Apple ought to get this situation of exploding iPhones and their relationship with the brand destroyer AT&T under control before they have an absolute PR nightmare on their hands. It is a lot easier to sell another expensive luxury product to a happy customer than attempt to acquire one through intrusive advertising via failing mediums like television, magazines or newspapers.
The 29 P/E ratio is largely contingent upon the ability to acquire new customers at double digit growth rates, sell expensive luxury products and maintain high margins. All of this when there is nothing positive about the fundamentals of the American economy and there is another massive market crash coming. An expected 1.5M unemployed seeing their unemployment benefits cease by year end. They are going to continue cutting any extra expense they can.
If this idea virus that Apple is intentionally degrading the user experience begins to spread it could turn into a full-fledged epidemic. AT&T spends millions on advertising an who believes them? Likewise every negative blog post that is written, email that is sent and conversation that is had causes damage to Apple’s brand and erodes shareholder value.
Apple has a tremendous brand and has been able to monetize it to create shareholder value.
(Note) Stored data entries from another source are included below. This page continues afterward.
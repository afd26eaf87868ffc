//! Predicate pushdown: turns the qualifiers of a scan over an external
//! table into a compact filter string the external source evaluates
//! before rows cross the I/O boundary.
//!
//! The filter string is a postfix token run:
//!
//! ```text
//! filter-list := item (item)*
//! item        := attr-ref | const-val | attr-ref const-val op
//!              | const-val attr-ref op | attr-ref op
//! attr-ref    := "a" <decimal-int>
//! const-val   := "c" <decimal-typecode> "s" <decimal-length> "d" <raw-bytes-of-that-length>
//! op          := "o" <decimal-opcode>
//! ```
//!
//! e.g. `title = '1984' AND author IS NOT NULL` on the first two columns
//! is sent as `a0c25s4d1984o5a1o9o10`.

pub mod constant;
pub mod eval;
pub mod extract;
pub mod item;
pub mod parser;
pub mod serialize;

use log::{debug, trace};

use crate::catalog::operator::OperatorCode;
use crate::catalog::r#type::DataType;
use crate::catalog::TypeOutput;
use crate::config::Config;
use crate::error::Result;
use crate::filter::item::{enrich, ExpressionItem};
use crate::filter::serialize::serialize;
use crate::sql::expr::Expr;

/// One side of a binary filter.
#[derive(Debug, Clone, PartialEq)]
pub enum FilterOperand {
    /// 1-based column position
    Attribute(i32),
    /// A rendered constant together with its declared type
    Constant { typ: DataType, text: String },
}

impl FilterOperand {
    pub fn is_attribute(&self) -> bool {
        matches!(self, FilterOperand::Attribute(_))
    }
}

/// A single predicate the external source can evaluate.
#[derive(Debug, Clone, PartialEq)]
pub enum FilterDesc {
    /// `left op right`, with exactly one attribute and one constant side,
    /// in the order they appear in the qualifier.
    Binary { left: FilterOperand, right: FilterOperand, op: OperatorCode },
    /// `IS NULL` or `IS NOT NULL` on a column.
    NullTest { attno: i32, op: OperatorCode },
}

impl FilterDesc {
    /// Builds a binary filter, refusing operand pairs that aren't one
    /// attribute and one constant.
    pub fn binary(left: FilterOperand, right: FilterOperand, op: OperatorCode) -> Option<Self> {
        if left.is_attribute() == right.is_attribute() {
            return None;
        }
        Some(FilterDesc::Binary { left, right, op })
    }

    pub fn op(&self) -> OperatorCode {
        match self {
            FilterDesc::Binary { op, .. } | FilterDesc::NullTest { op, .. } => *op,
        }
    }
}

/// Builds the filter string for the qualifiers of one scan.
///
/// Qualifiers that don't have a pushdown eligible shape are left out, the
/// remaining ones are conjoined. A constant that can't be rendered fails
/// the whole build, leaving the caller to decide whether to scan without
/// a filter.
pub struct FilterBuilder<'a> {
    output: &'a dyn TypeOutput,
    enabled: bool,
}

impl<'a> FilterBuilder<'a> {
    pub fn new(output: &'a dyn TypeOutput) -> FilterBuilder<'a> {
        FilterBuilder { output, enabled: true }
    }

    pub fn with_config(output: &'a dyn TypeOutput, config: &Config) -> FilterBuilder<'a> {
        FilterBuilder { output, enabled: config.filter_pushdown }
    }

    /// Returns the filter string, or `None` when nothing can be pushed down.
    pub fn build(&self, quals: &[Expr]) -> Result<Option<String>> {
        if !self.enabled {
            debug!("Filter pushdown is disabled, skip {} qualifiers", quals.len());
            return Ok(None);
        }

        let mut items = ExpressionItem::from_quals(quals);
        for item in items.iter_mut() {
            item.derive(self.output)?;
        }
        let accepted: Vec<ExpressionItem> =
            items.into_iter().filter(|it| it.filter.is_some()).collect();
        if accepted.is_empty() {
            return Ok(None);
        }

        let items = enrich(accepted);
        let filter = serialize(self.output, &items)?;
        if let Some(filter) = &filter {
            trace!("Serialized {} filter items: {}", items.len(), filter);
        }
        Ok(filter)
    }
}
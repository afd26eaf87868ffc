use std::fmt::{Debug, Display, Formatter};
use std::num::{ParseFloatError, ParseIntError};

use config::ConfigError;

use crate::catalog::r#type::Oid;

pub type Result<T> = std::result::Result<T, Error>;

#[derive(Debug, Clone, PartialEq)]
pub enum Error {
    Internal(String),
    Value(String),
    Parse(String),
    /// A constant whose type can't be pushed down, carrying the type code
    /// and the text the output function produced for it.
    UnsupportedType { typ: Oid, value: String },
}

impl Error {
    pub fn value(msg: impl Into<String>) -> Error {
        Error::Value(msg.into())
    }

    pub fn parse(msg: impl Into<String>) -> Error {
        Error::Parse(msg.into())
    }
}

#[macro_export]
macro_rules! value_err {
    ($($arg:tt)*) => {
        $crate::error::Error::value(format!($($arg)*))
    };
}

#[macro_export]
macro_rules! parse_err {
    ($($arg:tt)*) => {
        $crate::error::Error::parse(format!($($arg)*))
    };
}

impl Display for Error {
    fn fmt(&self, f: &mut Formatter<'_>) -> std::fmt::Result {
        match self {
            Error::Internal(s) | Error::Value(s) | Error::Parse(s) => {
                write!(f, "{}", s)
            }
            Error::UnsupportedType { typ, value } => write!(
                f,
                "internal error in filter constant rendering. \
                 Using unsupported data type ({}) (value {})",
                typ, value
            ),
        }
    }
}

impl std::error::Error for Error {}

impl From<ParseIntError> for Error {
    fn from(err: ParseIntError) -> Self {
        Error::Parse(err.to_string())
    }
}

impl From<ParseFloatError> for Error {
    fn from(err: ParseFloatError) -> Self {
        Error::Parse(err.to_string())
    }
}

impl From<regex::Error> for Error {
    fn from(err: regex::Error) -> Self {
        Error::Internal(err.to_string())
    }
}

impl From<ConfigError> for Error {
    fn from(err: ConfigError) -> Self {
        Error::Internal(err.to_string())
    }
}

impl From<log::SetLoggerError> for Error {
    fn from(err: log::SetLoggerError) -> Self {
        Error::Internal(err.to_string())
    }
}

impl From<log::ParseLevelError> for Error {
    fn from(err: log::ParseLevelError) -> Self {
        Error::Value(err.to_string())
    }
}

impl From<std::io::Error> for Error {
    fn from(err: std::io::Error) -> Self {
        Error::Internal(err.to_string())
    }
}
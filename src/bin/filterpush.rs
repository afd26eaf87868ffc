use filterpush::catalog::r#type::Value;
use filterpush::config::Config;
use filterpush::error::{Error, Result};
use filterpush::filter::parser::{parse_filter, Lexer};

fn main() -> Result<()> {
    let args = clap::command!()
        .about("Inspect pushed down filter strings")
        .arg(
            clap::Arg::new("config")
                .short('c')
                .long("config")
                .help("Configuration file path")
                .default_value(""),
        )
        .subcommand_required(true)
        .subcommand(
            clap::Command::new("decode")
                .about("Print the tokens and the filter tree of a filter string")
                .arg(clap::Arg::new("filter").required(true)),
        )
        .subcommand(
            clap::Command::new("eval")
                .about("Evaluate a filter string against a single row")
                .arg(clap::Arg::new("filter").required(true))
                .arg(
                    clap::Arg::new("row")
                        .short('r')
                        .long("row")
                        .required(true)
                        .help("Comma separated column values, NULL for null"),
                ),
        )
        .get_matches();

    let file = args.get_one::<String>("config").map(String::as_str).unwrap_or_default();
    let cfg = Config::new(file)?;
    let loglevel = cfg.log_level.parse::<simplelog::LevelFilter>()?;
    simplelog::SimpleLogger::init(loglevel, simplelog::ConfigBuilder::new().build())?;

    match args.subcommand() {
        Some(("decode", sub)) => {
            let filter = required(sub, "filter")?;
            for token in Lexer::new(filter) {
                println!("{:?}", token?);
            }
            println!("{}", parse_filter(filter)?);
        }
        Some(("eval", sub)) => {
            let filter = parse_filter(required(sub, "filter")?)?;
            let row = parse_row(required(sub, "row")?);
            let ans = match filter.evaluate(&row)? {
                Some(true) => "TRUE",
                Some(false) => "FALSE",
                None => "NULL",
            };
            println!("{} => {}", filter, ans);
        }
        _ => return Err(Error::value("Unknown command")),
    }
    Ok(())
}

fn required<'a>(args: &'a clap::ArgMatches, name: &str) -> Result<&'a str> {
    args.get_one::<String>(name)
        .map(String::as_str)
        .ok_or_else(|| Error::value(format!("Missing argument {}", name)))
}

fn parse_row(row: &str) -> Vec<Value> {
    row.split(',')
        .map(|it| match it.trim() {
            "NULL" => Value::Null,
            "true" => Value::Boolean(true),
            "false" => Value::Boolean(false),
            s => s
                .parse::<i64>()
                .map(Value::Integer)
                .or_else(|_| s.parse::<f64>().map(Value::Float))
                .unwrap_or_else(|_| Value::String(s.to_string())),
        })
        .collect()
}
Google also has a great brand and is working hard to leverage it to provide a better user experience. On the other hand, AT&T is a giant brand destroyer and has targeted Apple with its Death Star.
Apple’s current P/E is contingent upon virile growth but they are making the same mistakes Dell did which prompted a community to gather and commiserate which spread the idea virus that Dell treated their customers poorly. That stigma still has presence in the social zeitgeist. All of this in the midst of not just a recession or even depression but The Great Credit Contraction. I would stay away for now.
What is Apple thinking? Caveat venditor.
Disclosures: No position in Apple or AT&T. Long Google.